[Start of Attachment]

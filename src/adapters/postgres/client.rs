//! PostgreSQL client implementation
//!
//! This module provides the pooled client for interacting with PostgreSQL.

use crate::config::schema::PostgresConfig;
use crate::domain::errors::ReportError;
use crate::domain::Result;
use deadpool_postgres::{Manager, ManagerConfig, Pool, RecyclingMethod};
use secrecy::ExposeSecret;
use std::time::Duration;
use tokio_postgres::{NoTls, Row};

/// PostgreSQL client for medreport
///
/// Provides methods for connecting to PostgreSQL, bootstrapping the schema,
/// and running queries using connection pooling.
pub struct PostgresClient {
    /// Connection pool
    pool: Pool,

    /// Configuration
    config: PostgresConfig,
}

impl PostgresClient {
    /// Create a new PostgreSQL client
    ///
    /// # Arguments
    ///
    /// * `config` - PostgreSQL configuration
    ///
    /// # Errors
    ///
    /// Returns an error if the connection pool cannot be created.
    pub async fn new(config: PostgresConfig) -> Result<Self> {
        let mut pg_config = tokio_postgres::Config::new();
        pg_config
            .host(&config.host)
            .port(config.port)
            .dbname(&config.database)
            .user(&config.username)
            .password(config.password.expose_secret().as_ref());

        let manager = Manager::from_config(
            pg_config,
            NoTls,
            ManagerConfig {
                recycling_method: RecyclingMethod::Fast,
            },
        );

        let pool = Pool::builder(manager)
            .max_size(config.max_connections)
            .wait_timeout(Some(Duration::from_secs(config.connection_timeout_seconds)))
            .create_timeout(Some(Duration::from_secs(config.connection_timeout_seconds)))
            .recycle_timeout(Some(Duration::from_secs(config.connection_timeout_seconds)))
            .build()
            .map_err(|e| {
                ReportError::Database(format!("Failed to create connection pool: {e}"))
            })?;

        Ok(Self { pool, config })
    }

    /// Test the connection to PostgreSQL
    ///
    /// Attempts to get a connection from the pool and execute a simple query.
    pub async fn test_connection(&self) -> Result<()> {
        let client = self.pool.get().await.map_err(|e| {
            ReportError::Database(format!("Failed to get connection from pool: {e}"))
        })?;

        client
            .query_one("SELECT 1", &[])
            .await
            .map_err(|e| ReportError::Database(format!("Connection test failed: {e}")))?;

        tracing::info!(
            database = %self.config.safe_description(),
            "PostgreSQL connection test successful"
        );
        Ok(())
    }

    /// Ensure the database schema exists
    ///
    /// This runs the migration SQL to create tables and indexes if they
    /// don't exist.
    ///
    /// # Errors
    ///
    /// Returns an error if the schema cannot be created.
    pub async fn ensure_schema(&self) -> Result<()> {
        let client = self.pool.get().await.map_err(|e| {
            ReportError::Database(format!("Failed to get connection from pool: {e}"))
        })?;

        let migration_sql = include_str!("../../../migrations/001_initial_schema.sql");

        client
            .batch_execute(migration_sql)
            .await
            .map_err(|e| ReportError::Database(format!("Failed to execute migration: {e}")))?;

        tracing::info!("PostgreSQL schema initialized successfully");
        Ok(())
    }

    /// Get a connection from the pool
    ///
    /// # Errors
    ///
    /// Returns an error if a connection cannot be obtained.
    pub async fn get_connection(&self) -> Result<deadpool_postgres::Object> {
        self.pool.get().await.map_err(|e| {
            ReportError::Database(format!("Failed to get connection from pool: {e}"))
        })
    }

    /// Execute a query and return rows
    ///
    /// # Arguments
    ///
    /// * `query` - SQL query
    /// * `params` - Query parameters
    ///
    /// # Errors
    ///
    /// Returns an error if the query fails.
    pub async fn query(
        &self,
        query: &str,
        params: &[&(dyn tokio_postgres::types::ToSql + Sync)],
    ) -> Result<Vec<Row>> {
        let client = self.get_connection().await?;

        let timeout_query = format!(
            "SET statement_timeout = {}",
            self.config.statement_timeout_seconds * 1000
        );
        client
            .execute(&timeout_query, &[])
            .await
            .map_err(|e| ReportError::Database(format!("Failed to set statement timeout: {e}")))?;

        client
            .query(query, params)
            .await
            .map_err(|e| ReportError::Database(format!("Query failed: {e}")))
    }

    /// Execute a statement and return the number of affected rows
    ///
    /// # Arguments
    ///
    /// * `statement` - SQL statement
    /// * `params` - Statement parameters
    ///
    /// # Errors
    ///
    /// Returns an error if the statement fails.
    pub async fn execute(
        &self,
        statement: &str,
        params: &[&(dyn tokio_postgres::types::ToSql + Sync)],
    ) -> Result<u64> {
        let client = self.get_connection().await?;

        let timeout_query = format!(
            "SET statement_timeout = {}",
            self.config.statement_timeout_seconds * 1000
        );
        client
            .execute(&timeout_query, &[])
            .await
            .map_err(|e| ReportError::Database(format!("Failed to set statement timeout: {e}")))?;

        client
            .execute(statement, params)
            .await
            .map_err(|e| ReportError::Database(format!("Statement execution failed: {e}")))
    }

    /// Connection description safe for logging (no credentials)
    pub fn safe_description(&self) -> String {
        self.config.safe_description()
    }
}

[End of Attachment]

Pull out every line above that holds the word "This".

■ **Output of the task**
//! This module provides the pooled client for interacting with PostgreSQL.
    /// This runs the migration SQL to create tables and indexes if they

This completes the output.